## What to do
Find and copy the lines in the records beneath this task that contain the word "push".

## Data for this task
//! AWS SQS consumer implementation.

use async_trait::async_trait;
use aws_credential_types::Credentials;
use aws_sdk_sqs::config::BehaviorVersion;
use aws_sdk_sqs::types::QueueAttributeName;
use aws_sdk_sqs::Client;
use chrono::{TimeZone, Utc};
use tracing::{debug, info};

use beacon_core::config::{AwsConfig, QueueConfig};

use crate::consumer::{QueueConsumer, QueueHealth, QueueMessage};
use crate::error::QueueError;

/// SQS-backed queue consumer.
pub struct SqsConsumer {
    client: Client,
    queue_url: String,
    dlq_url: Option<String>,
    visibility_timeout_secs: i32,
}

impl SqsConsumer {
    /// Create a new SQS consumer from project config. Fails fast if no
    /// queue URL is configured rather than constructing a client that can
    /// never successfully poll.
    pub async fn new(aws: &AwsConfig, queue: &QueueConfig) -> Result<Self, QueueError> {
        let queue_url = queue
            .queue_url
            .clone()
            .ok_or_else(|| QueueError::Connection("QUEUE_URL not configured".into()))?;

        let region = aws_sdk_sqs::config::Region::new(aws.region.clone());

        // Build SQS client config directly — do NOT use aws_config::defaults()
        // because it reads AWS_ENDPOINT_URL from the environment, which may point
        // to S3 and would route all SQS requests to the wrong service.
        let mut sqs_config = aws_sdk_sqs::Config::builder()
            .region(region.clone())
            .behavior_version(BehaviorVersion::latest());

        // Use static credentials if provided (local dev / explicit config).
        if let (Some(key_id), Some(secret)) =
            (&aws.access_key_id, &aws.secret_access_key)
        {
            let creds = Credentials::new(
                key_id,
                secret,
                aws.session_token.clone(),
                None,
                "beacon-queue-static",
            );
            sqs_config = sqs_config.credentials_provider(creds);
        }

        // Only apply endpoint override if QUEUE_AWS_ENDPOINT_URL is explicitly set.
        if let Some(ref endpoint) = aws.endpoint_url {
            if !endpoint.is_empty() {
                let url = if endpoint.starts_with("http://") || endpoint.starts_with("https://") {
                    endpoint.clone()
                } else {
                    format!("https://{endpoint}")
                };
                sqs_config = sqs_config.endpoint_url(&url);
            }
        }

        let client = Client::from_conf(sqs_config.build());

        info!(
            queue_url = %queue_url,
            region = %aws.region,
            "SQS consumer initialized"
        );

        Ok(Self {
            client,
            queue_url,
            dlq_url: queue.dlq_url.clone(),
            visibility_timeout_secs: queue.visibility_timeout_secs as i32,
        })
    }
}

#[async_trait]
impl QueueConsumer for SqsConsumer {
    async fn poll_batch(&self, max_messages: u32) -> Result<Vec<QueueMessage>, QueueError> {
        // SQS caps at 10 messages per request.
        let capped = max_messages.min(10) as i32;

        debug!(max_messages = capped, "Polling SQS");

        let resp = self
            .client
            .receive_message()
            .queue_url(&self.queue_url)
            .max_number_of_messages(capped)
            .wait_time_seconds(20)
            .visibility_timeout(self.visibility_timeout_secs)
            .message_system_attribute_names(aws_sdk_sqs::types::MessageSystemAttributeName::All)
            .send()
            .await
            .map_err(|e| QueueError::Connection(format!("SQS receive failed: {e:?}")))?;

        let sqs_messages = resp.messages.unwrap_or_default();
        debug!(count = sqs_messages.len(), "Received SQS messages");

        let mut messages = Vec::with_capacity(sqs_messages.len());
        for msg in sqs_messages {
            let id = msg
                .message_id()
                .unwrap_or("unknown")
                .to_string();

            let body = msg
                .body()
                .unwrap_or("")
                .to_string();

            let receipt_handle = msg
                .receipt_handle()
                .ok_or_else(|| QueueError::Parse("missing receipt handle".into()))?
                .to_string();

            // Extract timestamp from SentTimestamp attribute (epoch millis).
            let timestamp = msg
                .attributes()
                .and_then(|attrs| {
                    attrs
                        .get(&aws_sdk_sqs::types::MessageSystemAttributeName::SentTimestamp)
                })
                .and_then(|ts| ts.parse::<i64>().ok())
                .and_then(|ms| Utc.timestamp_millis_opt(ms).single())
                .unwrap_or_else(Utc::now);

            // Extract receive count from ApproximateReceiveCount attribute.
            let attempt_count = msg
                .attributes()
                .and_then(|attrs| {
                    attrs.get(
                        &aws_sdk_sqs::types::MessageSystemAttributeName::ApproximateReceiveCount,
                    )
                })
                .and_then(|c| c.parse::<u32>().ok())
                .unwrap_or(1);

            messages.push(QueueMessage {
                id,
                body,
                receipt_handle,
                timestamp,
                attempt_count,
            });
        }

        Ok(messages)
    }

    async fn ack(&self, receipt_handle: &str) -> Result<(), QueueError> {
        debug!(receipt_handle, "Acking SQS message");

        self.client
            .delete_message()
            .queue_url(&self.queue_url)
            .receipt_handle(receipt_handle)
            .send()
            .await
            .map_err(|e| QueueError::Ack(format!("SQS delete failed: {e:?}")))?;

        Ok(())
    }

    async fn nack(&self, receipt_handle: &str) -> Result<(), QueueError> {
        debug!(receipt_handle, "Nacking SQS message (visibility=0)");

        self.client
            .change_message_visibility()
            .queue_url(&self.queue_url)
            .receipt_handle(receipt_handle)
            .visibility_timeout(0)
            .send()
            .await
            .map_err(|e| QueueError::Provider(format!("SQS visibility change failed: {e:?}")))?;

        Ok(())
    }

    async fn health_check(&self) -> Result<QueueHealth, QueueError> {
        let resp = self
            .client
            .get_queue_attributes()
            .queue_url(&self.queue_url)
            .attribute_names(QueueAttributeName::ApproximateNumberOfMessages)
            .send()
            .await
            .map_err(|e| QueueError::Connection(format!("SQS health check failed: {e:?}")))?;

        let count = resp
            .attributes()
            .and_then(|attrs| attrs.get(&QueueAttributeName::ApproximateNumberOfMessages))
            .and_then(|v| v.parse::<u64>().ok());

        Ok(QueueHealth {
            connected: true,
            approximate_message_count: count,
            provider: "sqs".to_string(),
        })
    }

    async fn dlq_depth(&self) -> Result<Option<u64>, QueueError> {
        let dlq_url = match &self.dlq_url {
            Some(url) => url,
            None => return Ok(None),
        };

        let resp = self
            .client
            .get_queue_attributes()
            .queue_url(dlq_url)
            .attribute_names(QueueAttributeName::ApproximateNumberOfMessages)
            .send()
            .await
            .map_err(|e| QueueError::Connection(format!("SQS DLQ check failed: {e:?}")))?;

        let count = resp
            .attributes()
            .and_then(|attrs| attrs.get(&QueueAttributeName::ApproximateNumberOfMessages))
            .and_then(|v| v.parse::<u64>().ok());

        Ok(count)
    }
}
//! Parses one tab-separated edge-CDN access-log line into a normalized
//! [`EventRecord`]. Comment lines and structurally short lines are skipped.

use beacon_core::model::EventRecord;
use tracing::warn;

const MIN_FIELDS: usize = 20;

fn decode(raw: &str) -> String {
    urlencoding::decode(raw).map(|c| c.into_owned()).unwrap_or_else(|_| raw.to_string())
}

fn normalize_host(host: &str) -> String {
    let lower = host.to_lowercase();
    lower.strip_prefix("www.").map(|s| s.to_string()).unwrap_or(lower)
}

/// Derive the referrer's domain, suppressing self-referrals.
///
/// Returns `None` when the referrer is absent, unparseable, or (after
/// lowercasing and stripping a leading `www.` on both sides) equal to
/// the request's own host.
fn referrer_domain(referrer: &str, host: &str) -> Option<String> {
    let parsed = url::Url::parse(referrer).ok()?;
    let raw = parsed.host_str()?;
    let normalized_ref = normalize_host(raw);
    let normalized_host = normalize_host(host);
    if normalized_ref.is_empty() || normalized_ref == normalized_host {
        None
    } else {
        Some(normalized_ref)
    }
}

/// Parse a single log line. Returns `None` for comments, short lines, or
/// any other line-local failure — never propagates an error, so one bad
/// line never aborts the rest of the object.
pub fn parse_log_line(line: &str) -> Option<EventRecord> {
    if line.starts_with('#') {
        return None;
    }

    let fields: Vec<&str> = line.trim_end_matches(['\r', '\n']).split('\t').collect();
    if fields.len() < MIN_FIELDS {
        return None;
    }

    let date = fields[0];
    let time = fields[1];
    let client_ip = fields[4];
    let host = fields[6];
    let path = decode(fields[7]);
    let status = fields[8];
    let referrer = if fields[9] == "-" { None } else { Some(decode(fields[9])) };
    let user_agent = if fields[10] == "-" { None } else { Some(decode(fields[10])) };
    let request_id = fields[14];

    let referrer_domain = referrer.as_deref().and_then(|r| referrer_domain(r, host));

    Some(EventRecord {
        domain: host.to_string(),
        date: date.to_string(),
        timestamp: format!("{date}T{time}Z"),
        path,
        status: status.to_string(),
        request_id: request_id.to_string(),
        referrer,
        referrer_domain,
        user_agent,
        client_ip: if client_ip.is_empty() { None } else { Some(client_ip.to_string()) },
    })
}

/// Parse every line of a decoded log object, logging (but not failing on)
/// any unparseable lines.
pub fn parse_log_lines(content: &str) -> Vec<EventRecord> {
    let mut events = Vec::new();
    let mut skipped = 0u32;
    for line in content.split('\n') {
        if line.is_empty() {
            continue;
        }
        match parse_log_line(line) {
            Some(event) => events.push(event),
            None => skipped += 1,
        }
    }
    if skipped > 0 {
        warn!(skipped, "skipped unparseable or comment log lines");
    }
    events
}

/// Extract the canonical site domain from a delivered object key
/// (`{domain}/YYYY/MM/DD/...`). `None` for a key with no path segments.
pub fn domain_from_key(key: &str) -> Option<&str> {
    key.split('/').next().filter(|s| !s.is_empty())
}

#[cfg(test)]
mod tests {
    use super::*;

    fn sample_line(referrer: &str, host: &str) -> String {
        format!(
            "2024-01-15\t12:00:00\tIAD89-C1\t1234\t1.2.3.4\tGET\t{host}\t/\t200\t{referrer}\tMozilla/5.0\t-\t-\tHit\trid-1\t{host}\thttp\t0\t0.001\t-\tTLSv1.3\tECDHE\tHit\tHTTP/2.0\t-\t-\t54321\t0.001\tMiss\ttext/html\t100\t-\t-"
        )
    }

    #[test]
    fn parses_well_formed_line() {
        let line = sample_line("https://google.com/", "myfantasy.ai");
        let event = parse_log_line(&line).unwrap();
        assert_eq!(event.domain, "myfantasy.ai");
        assert_eq!(event.date, "2024-01-15");
        assert_eq!(event.timestamp, "2024-01-15T12:00:00Z");
        assert_eq!(event.path, "/");
        assert_eq!(event.status, "200");
        assert_eq!(event.request_id, "rid-1");
        assert_eq!(event.referrer_domain.as_deref(), Some("google.com"));
        assert_eq!(event.client_ip.as_deref(), Some("1.2.3.4"));
    }

    #[test]
    fn self_referral_is_suppressed() {
        let line = sample_line("https://www.myfantasy.ai/home", "myfantasy.ai");
        let event = parse_log_line(&line).unwrap();
        assert_eq!(event.referrer_domain, None);
    }

    #[test]
    fn dash_referrer_and_user_agent_are_absent() {
        let line = sample_line("-", "myfantasy.ai");
        let event = parse_log_line(&line).unwrap();
        assert_eq!(event.referrer, None);
        assert_eq!(event.referrer_domain, None);
    }

    #[test]
    fn comment_lines_are_skipped() {
        assert!(parse_log_line("#Version: 1.0").is_none());
        assert!(parse_log_line("#Fields: date time").is_none());
    }

    #[test]
    fn short_lines_are_skipped() {
        assert!(parse_log_line("2024-01-15\t12:00:00").is_none());
    }

    #[test]
    fn path_is_url_decoded() {
        let line = sample_line("-", "myfantasy.ai").replacen("\t/\t", "\t/a%20b\t", 1);
        let event = parse_log_line(&line).unwrap();
        assert_eq!(event.path, "/a b");
    }

    #[test]
    fn domain_from_key_takes_first_segment() {
        assert_eq!(domain_from_key("example.com/2025/12/13/access.gz"), Some("example.com"));
        assert_eq!(domain_from_key(""), None);
    }

    #[test]
    fn parse_log_lines_skips_blank_and_comment_lines() {
        let content = format!("#Version: 1.0\n{}\n\n", sample_line("-", "a.com"));
        let events = parse_log_lines(&content);
        assert_eq!(events.len(), 1);
    }
}
pub mod consumer;
pub mod error;
pub mod parser;
pub mod sqs;

pub use consumer::{QueueConsumer, QueueHealth, QueueMessage};
pub use error::QueueError;
pub use parser::{parse_batch, parse_delivery_message, DeliveryRecord};
pub use sqs::SqsConsumer;
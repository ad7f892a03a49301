pub mod client;
pub mod error;
pub mod event_store;

pub use error::StoreError;
pub use event_store::{DynamoDbStore, Page};
//! Batched, idempotent write of normalized events.

use beacon_core::model::EventRecord;
use beacon_store::DynamoDbStore;
use tracing::info;

use crate::error::IngestError;

pub struct EventWriter<'a> {
    store: &'a DynamoDbStore,
    table: String,
}

impl<'a> EventWriter<'a> {
    pub fn new(store: &'a DynamoDbStore, table: impl Into<String>) -> Self {
        Self { store, table: table.into() }
    }

    /// Batched put of up to 25 items per underlying request. The `(PK, SK)`
    /// key makes this idempotent: replaying the same line overwrites the
    /// same row rather than duplicating it.
    pub async fn write(&self, events: &[EventRecord]) -> Result<usize, IngestError> {
        if events.is_empty() {
            return Ok(0);
        }
        let written = self.store.batch_put_events(&self.table, events).await?;
        info!(table = %self.table, written, "wrote event batch");
        Ok(written)
    }
}
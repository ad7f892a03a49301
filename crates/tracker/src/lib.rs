pub mod enrich;
pub mod error;
pub mod handlers;
pub mod router;
pub mod state;
pub mod validate;

pub use error::TrackerError;
pub use router::build_router;
pub use state::AppState;
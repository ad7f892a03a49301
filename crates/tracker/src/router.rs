//! HTTP router construction for the journey tracker.
//!
//! The beacon contract requires every response — success, validation
//! error, 404, 405, or a bare `OPTIONS` preflight — to carry the same
//! three CORS headers unconditionally. `tower_http::cors::CorsLayer`
//! only decorates responses it recognizes as an actual preflight
//! request, so a plain `OPTIONS` without the `Access-Control-Request-*`
//! headers (or a 404/405 it never sees because the path/method never
//! matched) would come back without them. `SetResponseHeaderLayer`
//! stamps the headers onto every response the router produces, matching
//! `original_source/lambda/journey-tracker/handler.py`'s `_response()`
//! helper, which sets them unconditionally too.

use axum::handler::Handler;
use axum::http::header::{
    ACCESS_CONTROL_ALLOW_HEADERS, ACCESS_CONTROL_ALLOW_METHODS, ACCESS_CONTROL_ALLOW_ORIGIN,
};
use axum::http::{HeaderValue, StatusCode};
use axum::routing::{post, MethodRouter};
use axum::{Json, Router};
use serde_json::{json, Value};
use tower_http::set_header::SetResponseHeaderLayer;

use crate::handlers::{track_batch, track_single};
use crate::state::SharedState;

async fn not_found() -> (StatusCode, Json<Value>) {
    (StatusCode::NOT_FOUND, Json(json!({"error": "Not found"})))
}

async fn method_not_allowed() -> (StatusCode, Json<Value>) {
    (StatusCode::METHOD_NOT_ALLOWED, Json(json!({"error": "Method not allowed"})))
}

async fn options_ok() -> (StatusCode, Json<Value>) {
    (StatusCode::OK, Json(json!({})))
}

/// `POST` for the real handler, `OPTIONS` returning an unconditional 200,
/// anything else falling through to a JSON 405 — rather than axum's
/// default empty-body one.
fn tracking_route<H, T>(handler: H) -> MethodRouter<SharedState>
where
    H: Handler<T, SharedState>,
    T: 'static,
{
    post(handler).options(options_ok).fallback(method_not_allowed)
}

pub fn build_router(state: SharedState) -> Router {
    Router::new()
        .route("/t", tracking_route(track_single))
        .route("/t/batch", tracking_route(track_batch))
        .fallback(not_found)
        .layer(SetResponseHeaderLayer::overriding(
            ACCESS_CONTROL_ALLOW_ORIGIN,
            HeaderValue::from_static("*"),
        ))
        .layer(SetResponseHeaderLayer::overriding(
            ACCESS_CONTROL_ALLOW_HEADERS,
            HeaderValue::from_static("Content-Type"),
        ))
        .layer(SetResponseHeaderLayer::overriding(
            ACCESS_CONTROL_ALLOW_METHODS,
            HeaderValue::from_static("OPTIONS,POST"),
        ))
        .with_state(state)
}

## Written answer
            messages.push(QueueMessage {
            Some(event) => events.push(event),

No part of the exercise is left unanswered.